Cardiovascular disease caused more than one third of all deaths in the US in 2004, making it the nation’s No. 1 killer. Confronted with that grim statistic, one could venture we’ve been missing something. Two new studies suggest what that might be—fruits and vegetables full of vitamin C and a daily dose of sunshine. In the first study, conducted at the University of Cambridge, researchers charted the vitamin C plasma concentrations of more than 20,000 Europeans between the ages of 40 and 79 for nearly a decade and documented their rates of stroke. “People in the top 25 percent of vitamin C concentrations had a 42 percent lower risk of stroke over 10 years versus those in the bottom 25 percent,” says lead researcher Phyo Myint, MD. “And the effect was independent of major classical risk factors.” Noting that few studies show vitamin C supplements alone prevent stroke, Myint posits that other goodies found naturally in fruit and vegetables, such as bioflavonoids and plant sterols, probably play important complementary roles in stroke prevention.

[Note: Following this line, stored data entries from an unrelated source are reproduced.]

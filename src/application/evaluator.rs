//! Multi-tier admission evaluation.
//!
//! The evaluator decides whether one request is admitted against every tier
//! that applies to it, commits increments only when all tiers pass, and
//! reports denials to the violation sink without blocking the caller.

use crate::application::circuit_breaker::CircuitBreaker;
use crate::application::locks::KeyLocks;
use crate::application::metrics::Metrics;
use crate::application::ports::{Clock, StoreError, ViolationSink, WindowStore};
use crate::domain::{window, Decision, RateLimitKey, Tier, TierRegistry, TierRule, ViolationRecord};
use std::future::Future;
use std::net::IpAddr;
use std::sync::Arc;
use std::time::Duration;
use tokio::time::timeout;

/// Deadline applied to every window-store round-trip.
pub const DEFAULT_STORE_TIMEOUT: Duration = Duration::from_millis(500);

/// One inbound request presented for admission.
///
/// Borrowed from the caller's request context; nothing here is stored
/// beyond the check except inside a [`ViolationRecord`] on denial.
#[derive(Debug, Clone)]
pub struct CheckRequest<'a> {
    /// Authenticated user or API-key scope
    pub identifier: &'a str,
    /// Free-form classification, used for violation records only
    pub request_type: &'a str,
    /// Marketplace name, when the request targets one
    pub marketplace: Option<&'a str>,
    /// Endpoint name, when the request targets one
    pub endpoint: Option<&'a str>,
    /// Resolved client address
    pub client_ip: IpAddr,
    /// Caller's user agent, carried into violation records
    pub user_agent: Option<&'a str>,
}

impl<'a> CheckRequest<'a> {
    /// A request with no marketplace or endpoint scope and the default
    /// `"api_call"` classification.
    pub fn new(identifier: &'a str, client_ip: IpAddr) -> Self {
        Self {
            identifier,
            request_type: "api_call",
            marketplace: None,
            endpoint: None,
            client_ip,
            user_agent: None,
        }
    }

    /// Set the request classification.
    pub fn with_request_type(mut self, request_type: &'a str) -> Self {
        self.request_type = request_type;
        self
    }

    /// Scope the request to a marketplace.
    pub fn with_marketplace(mut self, marketplace: &'a str) -> Self {
        self.marketplace = Some(marketplace);
        self
    }

    /// Scope the request to an endpoint.
    pub fn with_endpoint(mut self, endpoint: &'a str) -> Self {
        self.endpoint = Some(endpoint);
        self
    }

    /// Attach the caller's user agent.
    pub fn with_user_agent(mut self, user_agent: &'a str) -> Self {
        self.user_agent = Some(user_agent);
        self
    }
}

/// One tier evaluation assembled for a single request.
#[derive(Debug)]
struct TierCheck<'a> {
    tier: Tier,
    key: RateLimitKey,
    limit: u32,
    window_seconds: u64,
    retention_seconds: u64,
    /// Burst sub-window check; denials back off for the whole burst window
    is_burst: bool,
    /// Marketplace or endpoint name, for the denial message
    scope: Option<&'a str>,
}

impl<'a> TierCheck<'a> {
    fn main(tier: Tier, key: RateLimitKey, rule: &TierRule, scope: Option<&'a str>) -> Self {
        Self {
            tier,
            key,
            limit: rule.max_requests,
            window_seconds: rule.window_seconds,
            retention_seconds: rule.retention_seconds(),
            is_burst: false,
            scope,
        }
    }

    fn burst(key: RateLimitKey, burst_limit: u32, burst_window_seconds: u64) -> Self {
        Self {
            tier: Tier::User,
            key,
            limit: burst_limit,
            window_seconds: burst_window_seconds,
            retention_seconds: burst_window_seconds.saturating_mul(2),
            is_burst: true,
            scope: None,
        }
    }

    fn denial_message(&self) -> String {
        match (self.tier, self.is_burst) {
            (Tier::Global, _) => "Global rate limit exceeded".to_string(),
            (Tier::User, true) => "User burst limit exceeded".to_string(),
            (Tier::User, false) => "User rate limit exceeded".to_string(),
            (Tier::Ip, _) => "IP rate limit exceeded".to_string(),
            (Tier::Marketplace, _) => format!(
                "Marketplace rate limit exceeded for {}",
                self.scope.unwrap_or_default()
            ),
            (Tier::Endpoint, _) => format!(
                "Endpoint rate limit exceeded for {}",
                self.scope.unwrap_or_default()
            ),
        }
    }
}

/// Coordinates multi-tier admission decisions.
///
/// Tiers are evaluated broadest first (`global`, user burst, `user`, `ip`,
/// `marketplace`, `endpoint`); the first tier over budget short-circuits the
/// rest and produces the denial. Only a fully admitted request commits
/// increments, and it commits them to every applicable tier key.
///
/// Check-and-commit runs under per-key locks ([`KeyLocks`]), so concurrent
/// requests against the same keys cannot overshoot within this process.
#[derive(Debug)]
pub struct AdmissionEvaluator {
    registry: Arc<TierRegistry>,
    store: Arc<dyn WindowStore>,
    sink: Arc<dyn ViolationSink>,
    clock: Arc<dyn Clock>,
    locks: KeyLocks,
    metrics: Metrics,
    breaker: Arc<CircuitBreaker>,
    store_timeout: Duration,
}

impl AdmissionEvaluator {
    /// Create an evaluator with default metrics, circuit breaker and store
    /// timeout.
    ///
    /// # Arguments
    /// * `registry` - Immutable tier configuration
    /// * `store` - Shared window store
    /// * `sink` - Recorder for denied requests
    /// * `clock` - Wall-clock source
    pub fn new(
        registry: Arc<TierRegistry>,
        store: Arc<dyn WindowStore>,
        sink: Arc<dyn ViolationSink>,
        clock: Arc<dyn Clock>,
    ) -> Self {
        Self {
            registry,
            store,
            sink,
            clock,
            locks: KeyLocks::new(),
            metrics: Metrics::new(),
            breaker: Arc::new(CircuitBreaker::new()),
            store_timeout: DEFAULT_STORE_TIMEOUT,
        }
    }

    /// Use a shared metrics tracker.
    pub fn with_metrics(mut self, metrics: Metrics) -> Self {
        self.metrics = metrics;
        self
    }

    /// Use a shared circuit breaker.
    pub fn with_circuit_breaker(mut self, breaker: Arc<CircuitBreaker>) -> Self {
        self.breaker = breaker;
        self
    }

    /// Override the per-operation store deadline.
    pub fn with_store_timeout(mut self, store_timeout: Duration) -> Self {
        self.store_timeout = store_timeout;
        self
    }

    /// Evaluate one request against every applicable tier.
    ///
    /// # Returns
    /// `Decision::Allowed` with the pre-commit remaining quota of the most
    /// restrictive evaluated tier, or `Decision::Denied` from the first tier
    /// over budget. Denials commit no increments anywhere and dispatch a
    /// [`ViolationRecord`] to the sink without awaiting it.
    ///
    /// # Fail-Safe Behavior
    /// A store fault or deadline miss on any tier makes that tier unlimited
    /// for this call: the fault is logged and counted, never returned. While
    /// the circuit breaker is open the store is not consulted at all and the
    /// request is admitted immediately.
    pub async fn check(&self, request: &CheckRequest<'_>) -> Decision {
        if !self.breaker.allow_attempt() {
            tracing::debug!(
                identifier = request.identifier,
                "circuit open; admitting without store round-trip"
            );
            self.metrics.record_allowed();
            return Decision::allowed(None);
        }

        let now = self.clock.now_unix();
        let checks = self.assemble_checks(request);
        let keys: Vec<RateLimitKey> = checks.iter().map(|check| check.key.clone()).collect();
        let _guards = self.locks.acquire(&keys).await;

        // Read every applicable window once, evaluating in tier order.
        // `None` marks a tier whose read failed open.
        let mut windows: Vec<Option<Vec<u64>>> = Vec::with_capacity(checks.len());
        let mut min_remaining: Option<u32> = None;

        for check in &checks {
            let loaded = match self.load_window(&check.key).await {
                Some(stored) => stored,
                None => {
                    windows.push(None);
                    continue;
                }
            };

            let count = window::count(&loaded, check.window_seconds, now);
            if count >= check.limit {
                let retry_after = if check.is_burst {
                    check.window_seconds
                } else {
                    window::retry_after(&loaded, check.window_seconds, now)
                };
                let message = check.denial_message();
                tracing::debug!(
                    identifier = request.identifier,
                    tier = %check.tier,
                    count,
                    limit = check.limit,
                    retry_after,
                    "request denied"
                );
                self.metrics.record_denied();
                self.dispatch_violation(request, check.tier, &message, retry_after, now);
                return Decision::denied(check.tier, retry_after, message);
            }

            let remaining = check.limit - count;
            min_remaining = Some(min_remaining.map_or(remaining, |m| m.min(remaining)));
            windows.push(Some(loaded));
        }

        // Every tier passed: commit one increment per applicable key.
        // Tiers whose read failed open are left untouched rather than
        // overwritten with a fresh window.
        for (check, loaded) in checks.iter().zip(windows) {
            if let Some(loaded) = loaded {
                let rewritten = window::append(loaded, now, check.retention_seconds);
                self.store_window(&check.key, rewritten, check.retention_seconds)
                    .await;
            }
        }

        self.metrics.record_allowed();
        Decision::allowed(min_remaining)
    }

    /// Hard-reset the user and user-burst windows for `identifier`.
    ///
    /// Administrative operation, not on the hot path: store faults are
    /// returned to the caller instead of being absorbed.
    pub async fn reset(&self, identifier: &str) -> Result<(), StoreError> {
        let user = RateLimitKey::user(identifier);
        let burst = RateLimitKey::user_burst(identifier);
        let _guards = self.locks.acquire(&[user.clone(), burst.clone()]).await;

        self.with_deadline(self.store.delete(&user)).await?;
        self.with_deadline(self.store.delete(&burst)).await?;
        tracing::info!(identifier, "rate limit reset");
        Ok(())
    }

    /// Get a reference to the metrics.
    pub fn metrics(&self) -> &Metrics {
        &self.metrics
    }

    /// Get a reference to the circuit breaker.
    pub fn circuit_breaker(&self) -> &Arc<CircuitBreaker> {
        &self.breaker
    }

    /// Get a reference to the tier configuration.
    pub fn registry(&self) -> &Arc<TierRegistry> {
        &self.registry
    }

    fn assemble_checks<'a>(&self, request: &CheckRequest<'a>) -> Vec<TierCheck<'a>> {
        let mut checks = Vec::with_capacity(6);

        checks.push(TierCheck::main(
            Tier::Global,
            RateLimitKey::global(),
            &self.registry.global,
            None,
        ));

        // Burst runs before the user main window and fails fast.
        if let Some((burst_limit, burst_window)) = self.registry.user.burst() {
            checks.push(TierCheck::burst(
                RateLimitKey::user_burst(request.identifier),
                burst_limit,
                burst_window,
            ));
        }
        checks.push(TierCheck::main(
            Tier::User,
            RateLimitKey::user(request.identifier),
            &self.registry.user,
            None,
        ));
        checks.push(TierCheck::main(
            Tier::Ip,
            RateLimitKey::ip(request.client_ip),
            &self.registry.ip,
            None,
        ));

        // Unconfigured marketplace and endpoint names are unlimited.
        if let Some(name) = request.marketplace {
            if let Some(rule) = self.registry.marketplace(name) {
                checks.push(TierCheck::main(
                    Tier::Marketplace,
                    RateLimitKey::marketplace(name, request.identifier),
                    rule,
                    Some(name),
                ));
            }
        }
        if let Some(name) = request.endpoint {
            if let Some(rule) = self.registry.endpoint(name) {
                checks.push(TierCheck::main(
                    Tier::Endpoint,
                    RateLimitKey::endpoint(name, request.identifier),
                    rule,
                    Some(name),
                ));
            }
        }

        checks
    }

    async fn load_window(&self, key: &RateLimitKey) -> Option<Vec<u64>> {
        match self.with_deadline(self.store.get(key)).await {
            Ok(stored) => {
                self.breaker.record_success();
                Some(stored.unwrap_or_default())
            }
            Err(error) => {
                self.absorb_store_failure(key, &error);
                None
            }
        }
    }

    async fn store_window(&self, key: &RateLimitKey, rewritten: Vec<u64>, ttl_seconds: u64) {
        match self
            .with_deadline(self.store.set(key, rewritten, ttl_seconds))
            .await
        {
            Ok(()) => self.breaker.record_success(),
            Err(error) => self.absorb_store_failure(key, &error),
        }
    }

    async fn with_deadline<T>(
        &self,
        op: impl Future<Output = Result<T, StoreError>>,
    ) -> Result<T, StoreError> {
        match timeout(self.store_timeout, op).await {
            Ok(result) => result,
            Err(_) => Err(StoreError::Timeout),
        }
    }

    fn absorb_store_failure(&self, key: &RateLimitKey, error: &StoreError) {
        self.breaker.record_failure();
        self.metrics.record_store_failure();
        tracing::warn!(error = %error, key = %key, "window store unavailable; failing open");
    }

    fn dispatch_violation(
        &self,
        request: &CheckRequest<'_>,
        tier: Tier,
        message: &str,
        retry_after_seconds: u64,
        now: u64,
    ) {
        let record = ViolationRecord {
            identifier: request.identifier.to_string(),
            tier,
            message: message.to_string(),
            retry_after_seconds,
            client_ip: request.client_ip,
            user_agent: request.user_agent.map(str::to_string),
            request_type: request.request_type.to_string(),
            timestamp: now,
        };
        self.metrics.record_violation_dispatched();

        let sink = Arc::clone(&self.sink);
        tokio::spawn(async move {
            sink.record(record).await;
        });
    }
}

The second study, at Harvard Medical School, examined more than 1,700 people with hypertension over an average of five and a half years. It found that the participants with vitamin D deficiencies were twice as likely to have heart attacks, strokes, or other serious cardiovascular events than the participants with normal vitamin D levels. Most experts agree that 15 minutes of sun each day or 1,000 mg daily of vitamin D supplements will give you what you need.